(Beginning of DATA)

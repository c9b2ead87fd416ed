use std::time::Duration;

use anyhow::{Context, Result};
use async_trait::async_trait;
use reqwest::{header::AUTHORIZATION, Client, RequestBuilder};
use serde::{de::DeserializeOwned, Serialize};
use serde_json::Value;
use shared::{
    domain::{
        Artifact, ArtifactFormat, CatalogEntry, DocumentResult, ProjectId, Question, SessionId,
        TemplateId,
    },
    error::{ApiError, ProtocolError},
    protocol::{
        AckReply, AnswerRecord, CreateSessionReply, CreateSessionRequest, MethodResponse,
        QuestionsReply, ResourceList, SaveAnswersRequest, SessionRequest, SpecificationReply,
        CREATE_SESSION_METHOD, GENERATE_QUESTIONS_METHOD, GENERATE_SPECIFICATION_METHOD,
        SAVE_ANSWERS_METHOD,
    },
};
use tracing::{debug, info, warn};
use url::Url;

use crate::{CatalogService, Operation, WorkflowError, WorkflowService};

#[derive(Debug, Clone, PartialEq, Eq)]
pub struct ClientOptions {
    pub server_url: String,
    pub method_prefix: String,
    pub auth_token: Option<String>,
    pub request_timeout: Option<Duration>,
    pub project_doctype: String,
    pub project_label_field: String,
    pub template_doctype: String,
    pub template_label_field: String,
    pub record_route: String,
}

impl Default for ClientOptions {
    fn default() -> Self {
        Self {
            server_url: "http://127.0.0.1:8000".into(),
            method_prefix: "pro_tender.api".into(),
            auth_token: None,
            request_timeout: None,
            project_doctype: "Projects".into(),
            project_label_field: "project_name".into(),
            template_doctype: "Project Template".into(),
            template_label_field: "template_name".into(),
            record_route: "app/project-specification".into(),
        }
    }
}

pub struct HttpWorkflowClient {
    http: Client,
    base: Url,
    options: ClientOptions,
}

impl HttpWorkflowClient {
    pub fn new(options: ClientOptions) -> Result<Self> {
        let mut base = Url::parse(options.server_url.trim())
            .with_context(|| format!("invalid server url '{}'", options.server_url))?;
        if !base.path().ends_with('/') {
            let path = format!("{}/", base.path());
            base.set_path(&path);
        }

        let mut builder = Client::builder();
        if let Some(timeout) = options.request_timeout {
            builder = builder.timeout(timeout);
        }
        let http = builder.build().context("failed to build http client")?;

        Ok(Self {
            http,
            base,
            options,
        })
    }

    pub fn server_url(&self) -> &Url {
        &self.base
    }

    fn method_url(&self, method: &str) -> Result<Url, url::ParseError> {
        self.base.join(&format!(
            "api/method/{}.{method}",
            self.options.method_prefix.trim_end_matches('.')
        ))
    }

    fn resource_url(&self, doctype: &str, label_field: &str) -> Result<Url, url::ParseError> {
        let mut url = self.base.join("api/resource")?;
        url.path_segments_mut()
            .map_err(|_| url::ParseError::RelativeUrlWithCannotBeABaseBase)?
            .push(doctype);
        let fields = serde_json::json!(["name", label_field]).to_string();
        url.query_pairs_mut()
            .append_pair("fields", &fields)
            .append_pair("limit_page_length", "0");
        Ok(url)
    }

    fn record_url(&self, spec_name: &str) -> Result<Url, url::ParseError> {
        let mut url = self
            .base
            .join(&format!("{}/", self.options.record_route.trim_matches('/')))?;
        url.path_segments_mut()
            .map_err(|_| url::ParseError::RelativeUrlWithCannotBeABaseBase)?
            .pop_if_empty()
            .push(spec_name);
        Ok(url)
    }

    fn resolve_link(&self, operation: Operation, raw: &str) -> Result<String, WorkflowError> {
        self.base
            .join(raw.trim())
            .map(String::from)
            .map_err(|_| protocol(operation, ProtocolError::InvalidLink(raw.to_string())))
    }

    fn authorize(&self, request: RequestBuilder) -> RequestBuilder {
        match &self.options.auth_token {
            Some(token) if !token.trim().is_empty() => {
                request.header(AUTHORIZATION, format!("token {}", token.trim()))
            }
            _ => request,
        }
    }

    async fn call_method<B, R>(
        &self,
        operation: Operation,
        method: &str,
        body: &B,
    ) -> Result<R, WorkflowError>
    where
        B: Serialize + Sync,
        R: DeserializeOwned,
    {
        let url = self.method_url(method).map_err(|err| WorkflowError::Configuration {
            operation,
            message: format!("invalid method url: {err}"),
        })?;
        debug!(%operation, %url, "calling workflow method");
        let request = self.authorize(self.http.post(url).json(body));
        let envelope: MethodResponse<R> = self.send(operation, request).await?;
        Ok(envelope.message)
    }

    async fn send<R: DeserializeOwned>(
        &self,
        operation: Operation,
        request: RequestBuilder,
    ) -> Result<R, WorkflowError> {
        let response = request.send().await.map_err(|err| transport(operation, err))?;
        let status = response.status();
        let body = response
            .bytes()
            .await
            .map_err(|err| transport(operation, err))?;

        if !status.is_success() {
            let message = extract_server_message(&body);
            warn!(%operation, status = status.as_u16(), ?message, "workflow request failed");
            return Err(WorkflowError::Api {
                operation,
                source: ApiError::new(status.as_u16(), message),
            });
        }

        serde_json::from_slice(&body)
            .map_err(|err| protocol(operation, ProtocolError::Undecodable(err.to_string())))
    }

    async fn list_catalog(
        &self,
        operation: Operation,
        doctype: &str,
        label_field: &str,
    ) -> Result<Vec<CatalogEntry>, WorkflowError> {
        let url = self
            .resource_url(doctype, label_field)
            .map_err(|err| WorkflowError::Configuration {
                operation,
                message: format!("invalid resource url: {err}"),
            })?;
        debug!(%operation, %url, "listing catalog");
        let list: ResourceList = self.send(operation, self.authorize(self.http.get(url))).await?;
        let entries = list.into_entries(label_field);
        debug!(%operation, count = entries.len(), "catalog listed");
        Ok(entries)
    }
}

#[async_trait]
impl WorkflowService for HttpWorkflowClient {
    async fn create_session(
        &self,
        project: &ProjectId,
        template: &TemplateId,
    ) -> Result<SessionId, WorkflowError> {
        let operation = Operation::CreateSession;
        let request = CreateSessionRequest {
            project: project.clone(),
            template: template.clone(),
        };
        let reply: CreateSessionReply = self
            .call_method(operation, CREATE_SESSION_METHOD, &request)
            .await?;
        reply
            .status
            .into_result()
            .map_err(|message| WorkflowError::Rejected { operation, message })?;
        let session = reply
            .session_name
            .filter(|session| !session.as_str().trim().is_empty())
            .ok_or_else(|| protocol(operation, ProtocolError::MissingField("session_name")))?;
        info!(%session, %project, %template, "specification session created");
        Ok(session)
    }

    async fn generate_questions(
        &self,
        session: &SessionId,
    ) -> Result<Vec<Question>, WorkflowError> {
        let operation = Operation::GenerateQuestions;
        let request = SessionRequest {
            session_name: session.clone(),
        };
        let reply: QuestionsReply = self
            .call_method(operation, GENERATE_QUESTIONS_METHOD, &request)
            .await?;
        reply
            .status
            .into_result()
            .map_err(|message| WorkflowError::Rejected { operation, message })?;
        let questions = reply
            .questions
            .into_iter()
            .map(Question::try_from)
            .collect::<Result<Vec<_>, _>>()
            .map_err(|err| protocol(operation, err))?;
        info!(%session, questions = questions.len(), "questions generated");
        Ok(questions)
    }

    async fn save_answers(
        &self,
        session: &SessionId,
        questions: &[Question],
    ) -> Result<(), WorkflowError> {
        let operation = Operation::SaveAnswers;
        let request = SaveAnswersRequest {
            session_name: session.clone(),
            answers: questions.iter().map(AnswerRecord::from).collect(),
        };
        let reply: AckReply = self
            .call_method(operation, SAVE_ANSWERS_METHOD, &request)
            .await?;
        reply
            .status
            .into_result()
            .map_err(|message| WorkflowError::Rejected { operation, message })?;
        info!(%session, answers = request.answers.len(), "answers saved");
        Ok(())
    }

    async fn generate_document(
        &self,
        session: &SessionId,
    ) -> Result<DocumentResult, WorkflowError> {
        let operation = Operation::GenerateDocument;
        let request = SessionRequest {
            session_name: session.clone(),
        };
        let reply: SpecificationReply = self
            .call_method(operation, GENERATE_SPECIFICATION_METHOD, &request)
            .await?;
        reply
            .status
            .into_result()
            .map_err(|message| WorkflowError::Rejected { operation, message })?;

        let specification_id = reply
            .spec_name
            .filter(|name| !name.as_str().trim().is_empty())
            .ok_or_else(|| protocol(operation, ProtocolError::MissingField("spec_name")))?;
        let record_url = self
            .record_url(specification_id.as_str())
            .map(String::from)
            .map_err(|_| {
                protocol(
                    operation,
                    ProtocolError::InvalidLink(specification_id.to_string()),
                )
            })?;

        let mut artifacts = Vec::new();
        for (format, link) in [
            (ArtifactFormat::Markdown, reply.file_url.as_deref()),
            (ArtifactFormat::Pdf, reply.pdf_url.as_deref()),
        ] {
            if let Some(link) = link.filter(|link| !link.trim().is_empty()) {
                artifacts.push(Artifact {
                    format,
                    url: self.resolve_link(operation, link)?,
                });
            }
        }
        let has_pdf = artifacts
            .iter()
            .any(|artifact| artifact.format == ArtifactFormat::Pdf);
        let result = DocumentResult {
            specification_id,
            record_url,
            artifacts,
            rendered_copy_available: reply.pdf_generated.unwrap_or(has_pdf),
        };

        if result.is_degraded() {
            warn!(
                %session,
                specification = %result.specification_id,
                artifacts = result.artifacts.len(),
                "specification generated with missing artifacts"
            );
        } else {
            info!(
                %session,
                specification = %result.specification_id,
                "specification generated"
            );
        }
        Ok(result)
    }
}

#[async_trait]
impl CatalogService for HttpWorkflowClient {
    async fn list_projects(&self) -> Result<Vec<CatalogEntry>, WorkflowError> {
        self.list_catalog(
            Operation::ListProjects,
            &self.options.project_doctype,
            &self.options.project_label_field,
        )
        .await
    }

    async fn list_templates(&self) -> Result<Vec<CatalogEntry>, WorkflowError> {
        self.list_catalog(
            Operation::ListTemplates,
            &self.options.template_doctype,
            &self.options.template_label_field,
        )
        .await
    }
}

fn transport(operation: Operation, err: reqwest::Error) -> WorkflowError {
    WorkflowError::Transport {
        operation,
        message: err.to_string(),
    }
}

fn protocol(operation: Operation, source: ProtocolError) -> WorkflowError {
    WorkflowError::Protocol { operation, source }
}

/// Picks the most readable message out of an error body.
///
/// `_server_messages` is a JSON-encoded list of JSON-encoded objects.
fn extract_server_message(body: &[u8]) -> Option<String> {
    let value: Value = serde_json::from_slice(body).ok()?;

    let from_server_messages = value
        .get("_server_messages")
        .and_then(Value::as_str)
        .and_then(|raw| serde_json::from_str::<Vec<String>>(raw).ok())
        .and_then(|messages| {
            messages.into_iter().find_map(|encoded| {
                serde_json::from_str::<Value>(&encoded)
                    .ok()
                    .and_then(|inner| inner.get("message").and_then(Value::as_str).map(str::to_string))
            })
        });

    from_server_messages
        .or_else(|| value.get("message").and_then(Value::as_str).map(str::to_string))
        .or_else(|| value.get("exception").and_then(Value::as_str).map(str::to_string))
        .filter(|message| !message.trim().is_empty())
}

#[cfg(test)]
#[path = "tests/http_tests.rs"]
mod tests;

(End of DATA)

WHAT IS NEEDED:
Taking the entries from their first line through the line with "impl Default for", inclusive, restate each line word for word and give nothing else.

REPLY TO THE TASK:
repository c9b2ead87fd416ed
use std::time::Duration;

use anyhow::{Context, Result};
use async_trait::async_trait;
use reqwest::{header::AUTHORIZATION, Client, RequestBuilder};
use serde::{de::DeserializeOwned, Serialize};
use serde_json::Value;
use shared::{
    domain::{
        Artifact, ArtifactFormat, CatalogEntry, DocumentResult, ProjectId, Question, SessionId,
        TemplateId,
    },
    error::{ApiError, ProtocolError},
    protocol::{
        AckReply, AnswerRecord, CreateSessionReply, CreateSessionRequest, MethodResponse,
        QuestionsReply, ResourceList, SaveAnswersRequest, SessionRequest, SpecificationReply,
        CREATE_SESSION_METHOD, GENERATE_QUESTIONS_METHOD, GENERATE_SPECIFICATION_METHOD,
        SAVE_ANSWERS_METHOD,
    },
};
use tracing::{debug, info, warn};
use url::Url;

use crate::{CatalogService, Operation, WorkflowError, WorkflowService};

#[derive(Debug, Clone, PartialEq, Eq)]
pub struct ClientOptions {
    pub server_url: String,
    pub method_prefix: String,
    pub auth_token: Option<String>,
    pub request_timeout: Option<Duration>,
    pub project_doctype: String,
    pub project_label_field: String,
    pub template_doctype: String,
    pub template_label_field: String,
    pub record_route: String,
}

impl Default for ClientOptions {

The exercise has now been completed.